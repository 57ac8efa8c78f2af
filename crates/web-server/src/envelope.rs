use serde::{Deserialize, Serialize};

/// Every response body: a human-readable status line and the payload, or
/// `null` when there is none.
#[derive(Debug, Clone, PartialEq, Serialize, Deserialize)]
pub struct Envelope<T> {
    pub message: String,
    pub body: Option<T>,
}

impl<T> Envelope<T> {
    pub fn success(operation: Operation, body: T) -> Self {
        Self {
            message: operation.success_message().to_string(),
            body: Some(body),
        }
    }
}

impl Envelope<()> {
    pub fn failure(message: impl Into<String>) -> Self {
        Self {
            message: message.into(),
            body: None,
        }
    }
}

/// The four data operations a resource exposes.
#[derive(Debug, Clone, Copy, PartialEq, Eq)]
pub enum Operation {
    List,
    Insert,
    Update,
    Delete,
}

impl Operation {
    pub fn success_message(self) -> &'static str {
        match self {
            Operation::List => "get data success",
            Operation::Insert => "post data success",
            Operation::Update => "put data success",
            Operation::Delete => "delete data success",
        }
    }

    pub fn failure_message(self) -> &'static str {
        match self {
            Operation::List => "can't get data from database",
            Operation::Insert => "error post to db",
            Operation::Update => "error put to db",
            Operation::Delete => "error delete to db",
        }
    }
}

-*-

● **REQUIRED WORK**
In the entries above, find every line with the word "Serialize" and list it.

● **SOLUTION**
use serde::{Deserialize, Serialize};
#[derive(Debug, Clone, PartialEq, Serialize, Deserialize)]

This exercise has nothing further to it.